Party Balloon Arm Chair
Every child has wondered whether enough party balloons gathered together might actually carry them off into the sky, but 48-year-old Oregon gas station owner, Kent Couch, actually did something about it. Couch attached 160 extra-large helium-filled party balloons to an old lawn chair, strapped himself in, and then proceeded to fly more than 200 miles from his home in central Oregon to Idaho. He kept cherry Kool-Aid in pouches as ballast, which he dumped to rise higher. To descend he shot out balloons with a Red Ryder BB gun. His wife told reporters ””He’s crazy. It’s never been a dull moment since I married him.” We tend to agree with her.
Skybike
Still under development by entrepreneur Sam Bousfield, the Skybike is designed to be a hybrid of a motorcycle and airplane. The three-wheeled, bullet-shaped cycle, telescopes its wings from out of the chassis at the pull of a lever. A rear-mounted push-prop will power the plane. If Bousfield’s design ever gets off the ground (pardon the pun), he hopes to sell it as a kit to aviation enthusiasts for only $50,000.

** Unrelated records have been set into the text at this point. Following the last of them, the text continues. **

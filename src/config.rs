//! Layered configuration for the FeedbackHub service.
//!
//! Settings are read from `.feedbackhub/hub.toml`, then overridden by
//! environment variables, then by CLI flags.
//!
//! # Configuration File Format
//!
//! ```toml
//! [server]
//! host = "127.0.0.1"
//! port = 3142
//! db_path = ".feedbackhub/hub.db"
//! dev_mode = false
//!
//! [logging]
//! level = "info"
//! json = false
//! ```

use anyhow::{Context, Result};
use serde::{Deserialize, Serialize};
use std::path::{Path, PathBuf};

use crate::roadmap::server::ServerConfig;

pub const CONFIG_DIR: &str = ".feedbackhub";
pub const CONFIG_FILE: &str = "hub.toml";

const LOG_LEVELS: [&str; 5] = ["trace", "debug", "info", "warn", "error"];

/// `[server]` section.
#[derive(Debug, Clone, PartialEq, Serialize, Deserialize)]
pub struct ServerSection {
    #[serde(default = "default_host")]
    pub host: String,
    #[serde(default = "default_port")]
    pub port: u16,
    #[serde(default = "default_db_path")]
    pub db_path: PathBuf,
    #[serde(default)]
    pub dev_mode: bool,
}

fn default_host() -> String {
    "127.0.0.1".to_string()
}

fn default_port() -> u16 {
    3142
}

fn default_db_path() -> PathBuf {
    PathBuf::from(CONFIG_DIR).join("hub.db")
}

impl Default for ServerSection {
    fn default() -> Self {
        Self {
            host: default_host(),
            port: default_port(),
            db_path: default_db_path(),
            dev_mode: false,
        }
    }
}

/// `[logging]` section.
#[derive(Debug, Clone, PartialEq, Serialize, Deserialize)]
pub struct LoggingSection {
    /// Default filter directive when `RUST_LOG` is unset
    #[serde(default = "default_level")]
    pub level: String,
    /// Emit JSON lines instead of human-readable output
    #[serde(default)]
    pub json: bool,
}

fn default_level() -> String {
    "info".to_string()
}

impl Default for LoggingSection {
    fn default() -> Self {
        Self {
            level: default_level(),
            json: false,
        }
    }
}

/// Parsed hub.toml.
#[derive(Debug, Clone, Default, PartialEq, Serialize, Deserialize)]
pub struct HubToml {
    #[serde(default)]
    pub server: ServerSection,
    #[serde(default)]
    pub logging: LoggingSection,
}

impl HubToml {
    /// Load configuration from a TOML file.
    pub fn load(path: &Path) -> Result<Self> {
        let content = std::fs::read_to_string(path)
            .with_context(|| format!("Failed to read config file: {}", path.display()))?;
        Self::parse(&content)
    }

    /// Parse configuration from a TOML string.
    pub fn parse(content: &str) -> Result<Self> {
        toml::from_str(content).context("Failed to parse hub.toml")
    }

    /// Load from `<project>/.feedbackhub/hub.toml`, or defaults if absent.
    pub fn load_or_default(project_dir: &Path) -> Result<Self> {
        let path = config_path(project_dir);
        if path.exists() {
            Self::load(&path)
        } else {
            Ok(Self::default())
        }
    }

    /// Save configuration to a TOML file.
    pub fn save(&self, path: &Path) -> Result<()> {
        let content = toml::to_string_pretty(self).context("Failed to serialize hub.toml")?;
        std::fs::write(path, content)
            .with_context(|| format!("Failed to write config file: {}", path.display()))?;
        Ok(())
    }

    /// Apply `FEEDBACKHUB_*` overrides using `lookup` to read variables.
    pub fn apply_env<F>(&mut self, lookup: F) -> Result<()>
    where
        F: Fn(&str) -> Option<String>,
    {
        if let Some(host) = lookup("FEEDBACKHUB_HOST") {
            self.server.host = host;
        }
        if let Some(port) = lookup("FEEDBACKHUB_PORT") {
            self.server.port = port
                .trim()
                .parse()
                .with_context(|| format!("Invalid FEEDBACKHUB_PORT '{}'", port))?;
        }
        if let Some(path) = lookup("FEEDBACKHUB_DB_PATH") {
            self.server.db_path = PathBuf::from(path);
        }
        if let Some(level) = lookup("FEEDBACKHUB_LOG") {
            self.logging.level = level;
        }
        if let Some(json) = lookup("FEEDBACKHUB_LOG_JSON") {
            self.logging.json = matches!(json.trim(), "1" | "true" | "yes");
        }
        Ok(())
    }

    /// Validate the configuration and return any warnings.
    pub fn validate(&self) -> Vec<String> {
        let mut warnings = Vec::new();
        if self.server.port == 0 {
            warnings.push("server.port is 0: the OS will pick a random port".to_string());
        }
        if !LOG_LEVELS.contains(&self.logging.level.to_lowercase().as_str()) {
            warnings.push(format!(
                "Unknown logging.level '{}'. Valid values: {}",
                self.logging.level,
                LOG_LEVELS.join(", ")
            ));
        }
        if self.server.host.trim().is_empty() {
            warnings.push("server.host is empty".to_string());
        }
        warnings
    }
}

pub fn config_path(project_dir: &Path) -> PathBuf {
    project_dir.join(CONFIG_DIR).join(CONFIG_FILE)
}

/// CLI flags that take precedence over file and environment.
#[derive(Debug, Clone, Default)]
pub struct CliOverrides {
    pub host: Option<String>,
    pub port: Option<u16>,
    pub db_path: Option<PathBuf>,
    pub dev_mode: bool,
    pub verbose: bool,
}

/// Effective configuration (file → env → CLI).
#[derive(Debug, Clone)]
pub struct HubConfig {
    pub project_dir: PathBuf,
    pub toml: HubToml,
}

impl HubConfig {
    /// Resolve configuration for `project_dir`, reading the process environment.
    pub fn load(project_dir: &Path, cli: &CliOverrides) -> Result<Self> {
        // A missing .env is normal.
        let _ = dotenvy::from_path(project_dir.join(".env"));
        Self::load_with_env(project_dir, cli, |name| std::env::var(name).ok())
    }

    pub fn load_with_env<F>(project_dir: &Path, cli: &CliOverrides, lookup: F) -> Result<Self>
    where
        F: Fn(&str) -> Option<String>,
    {
        let mut toml = HubToml::load_or_default(project_dir)?;
        toml.apply_env(lookup)?;

        if let Some(host) = &cli.host {
            toml.server.host = host.clone();
        }
        if let Some(port) = cli.port {
            toml.server.port = port;
        }
        if let Some(path) = &cli.db_path {
            toml.server.db_path = path.clone();
        }
        if cli.dev_mode {
            toml.server.dev_mode = true;
        }
        if cli.verbose {
            toml.logging.level = "debug".to_string();
        }

        Ok(Self {
            project_dir: project_dir.to_path_buf(),
            toml,
        })
    }

    /// Database path, resolved against the project directory when relative.
    pub fn db_path(&self) -> PathBuf {
        if self.toml.server.db_path.is_absolute() {
            self.toml.server.db_path.clone()
        } else {
            self.project_dir.join(&self.toml.server.db_path)
        }
    }

    pub fn server_config(&self) -> ServerConfig {
        ServerConfig {
            host: self.toml.server.host.clone(),
            port: self.toml.server.port,
            db_path: self.db_path(),
            dev_mode: self.toml.server.dev_mode,
        }
    }

    pub fn validate(&self) -> Vec<String> {
        self.toml.validate()
    }
}

#[cfg(test)]
mod tests {
    use super::*;
    use std::collections::HashMap;
    use tempfile::tempdir;

    fn no_env(_: &str) -> Option<String> {
        None
    }

    #[test]
    fn test_hub_toml_parse_empty() {
        let toml = HubToml::parse("").unwrap();
        assert_eq!(toml, HubToml::default());
        assert_eq!(toml.server.port, 3142);
        assert_eq!(toml.logging.level, "info");
    }

    #[test]
    fn test_hub_toml_parse_sections() {
        let content = r#"
[server]
port = 8080
db_path = "/var/lib/hub.db"

[logging]
json = true
"#;
        let toml = HubToml::parse(content).unwrap();
        assert_eq!(toml.server.port, 8080);
        assert_eq!(toml.server.host, "127.0.0.1");
        assert_eq!(toml.server.db_path, PathBuf::from("/var/lib/hub.db"));
        assert!(toml.logging.json);
        assert_eq!(toml.logging.level, "info");
    }

    #[test]
    fn test_hub_toml_parse_invalid() {
        assert!(HubToml::parse("[server]\nport = \"eighty\"").is_err());
    }

    #[test]
    fn test_save_and_load_roundtrip_through_project_dir() {
        let dir = tempdir().unwrap();
        std::fs::create_dir_all(dir.path().join(CONFIG_DIR)).unwrap();
        let mut toml = HubToml::default();
        toml.server.port = 9000;
        toml.save(&config_path(dir.path())).unwrap();

        let loaded = HubToml::load_or_default(dir.path()).unwrap();
        assert_eq!(loaded.server.port, 9000);
    }

    #[test]
    fn test_env_overrides_file() {
        let env: HashMap<&str, &str> = HashMap::from([
            ("FEEDBACKHUB_PORT", "7000"),
            ("FEEDBACKHUB_LOG_JSON", "true"),
            ("FEEDBACKHUB_LOG", "warn"),
        ]);
        let mut toml = HubToml::default();
        toml.apply_env(|k| env.get(k).map(|v| v.to_string())).unwrap();
        assert_eq!(toml.server.port, 7000);
        assert!(toml.logging.json);
        assert_eq!(toml.logging.level, "warn");
    }

    #[test]
    fn test_env_rejects_bad_port() {
        let mut toml = HubToml::default();
        let err = toml
            .apply_env(|k| (k == "FEEDBACKHUB_PORT").then(|| "abc".to_string()))
            .unwrap_err();
        assert!(err.to_string().contains("FEEDBACKHUB_PORT"));
    }

    #[test]
    fn test_cli_overrides_env_and_file() {
        let dir = tempdir().unwrap();
        let cli = CliOverrides {
            port: Some(4000),
            dev_mode: true,
            verbose: true,
            ..Default::default()
        };
        let config = HubConfig::load_with_env(dir.path(), &cli, |k| {
            (k == "FEEDBACKHUB_PORT").then(|| "7000".to_string())
        })
        .unwrap();
        assert_eq!(config.toml.server.port, 4000);
        assert!(config.toml.server.dev_mode);
        assert_eq!(config.toml.logging.level, "debug");
    }

    #[test]
    fn test_relative_db_path_resolves_against_project_dir() {
        let dir = tempdir().unwrap();
        let config = HubConfig::load_with_env(dir.path(), &CliOverrides::default(), no_env).unwrap();
        assert_eq!(config.db_path(), dir.path().join(".feedbackhub/hub.db"));

        let server = config.server_config();
        assert_eq!(server.db_path, config.db_path());
        assert_eq!(server.port, 3142);
    }

    #[test]
    fn test_validate_warnings() {
        let mut toml = HubToml::default();
        assert!(toml.validate().is_empty());

        toml.server.port = 0;
        toml.logging.level = "loud".to_string();
        let warnings = toml.validate();
        assert_eq!(warnings.len(), 2);
        assert!(warnings.iter().any(|w| w.contains("loud")));
    }
}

AVE Mizar (a.k.a. the Flying Pinto)
The AVE Mizar seemed like such a brilliant idea: attach a pair of wings and engine from a Cessna Skymaster to the body of a Ford Pinto to form a flying car, the perfect commuter transport of the future. In 1973, a tragic accident during the testing phase, killed the craft’s designer Henry Smolinski and his pilot, Harold Blake. Perhaps using the Ford Pinto, which ranked on a recent Forbes magazine list of the worst cars of all time, may have been the first mistake.
Martin Jetpack
While not technically a jetpack (with no jet engines, it’s more like a helicopter), and not even a pack per se (it’s much too heavy to wear while walking), this device from New Zealand’s Martin Aircraft Co. nevertheless comes closest to fulfilling all those Rocketeer dreams. While still in testing stages, it should theoretically be able to fly to an altitude of 8,000 feet, at a speed of 60 miles per hour, and go for 30-minutes on a tank of fuel.
Moller Skycar
Paul Moller has been trying to design a flying car for years now, sinking close to $200 million into the project. With his M400, he may finally be getting close. The design features four rotating ducted fans that will allow the craft to hover and take off and land vertically. Moller claims that when it’s finished, the M400, with an estimated $1 million price tag, will have a top speed of 360 miles per hour, a maximum altitude of 36,000 feet and a range of 750 miles. It will seat four and be easy enough to fly that someone with no piloting knowledge will be able to get behind the controls. For now however, the only completed flight tests have seen the M400 hovering while tethered to a crane.